Urokinase-type plasminogen activator-induced monocyte adhesion is modulated by kininogen, kallikrein, factor XII, and plasminogen.

Urokinase-type plasminogen activator (u-PA) was found to induce monocyte adhesion through a u-PA receptor (u-PAR)-mediated cAMP-dependent signal transduction pathway (J. Biol. Chem. 270, 30282-30285, 1995). In the present study, the effects of kininogen, kallikrein, factor XII, and plasminogen on u-PA-induced monocyte adhesion were examined since these proteins are abundant in plasma and closely related to u-PA in fibrinolysis and inflammation.
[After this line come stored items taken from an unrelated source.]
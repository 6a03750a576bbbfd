//! mTLS trust library
//!
//! Mutual TLS trust verification and an authenticated echo session.
//!
//! # Features
//!
//! - **Chain verification**: does a certificate chain to one of these roots? (`bool`)
//! - **Two trust models**: pinned self-signed peer, or root-CA chain validation
//! - **Connection state machine**: no application data before mutual authentication
//! - **Peer policy**: expected commonName and explicit post-handshake chain check
//! - **Echo session**: `"Return back to client: " + message`
//!
//! # Layering
//!
//! ```text
//! mtls::store → mtls::verifier → mtls::context → endpoint → mtls::policy → session
//!                                                                  ↑
//!                                                        server / client
//! ```

#![forbid(unsafe_code)]
#![warn(missing_docs)]

pub mod cli;
pub mod client;
pub mod config;
pub mod endpoint;
pub mod error;
pub mod mtls;
pub mod server;
pub mod session;

#[cfg(test)]
mod test_support;

pub use error::{Error, Result};

use tracing_subscriber::{EnvFilter, fmt, layer::SubscriberExt, util::SubscriberInitExt};

/// Setup tracing/logging.  `RUST_LOG` takes precedence over `level`.
///
/// # Errors
///
/// Returns `Error::Config` if a global subscriber is already installed.
pub fn setup_tracing(level: &str, format: Option<&str>) -> Result<()> {
    let filter = EnvFilter::try_from_default_env().unwrap_or_else(|_| EnvFilter::new(level));

    let subscriber = tracing_subscriber::registry().with(filter);

    match format {
        Some("json") => subscriber.with(fmt::layer().json()).try_init(),
        _ => subscriber.with(fmt::layer()).try_init(),
    }
    .map_err(|e| Error::Config(format!("Cannot install tracing subscriber: {e}")))
}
Monocyte adhesion to a standard plastic surface by u-PA was shown to be inhibited by the activated, two-chain forms of kininogen (HKa) and kallikrein. The latter occurred only at higher, though physiological, concentrations and was dependent on its catalytic activity. Monocyte adhesion was promoted by factor XII and plasminogen via a noncatalytic mechanism. The findings indicated that u-PA-induced monocyte adhesion was downregulated by HKa and kallikrein and upregulated by factor XII and plasminogen at physiological concentrations. Therefore, these contact system proteins may be important modulators of u-PA-induced monocyte adhesion, a process which is involved in many pathophysiological events.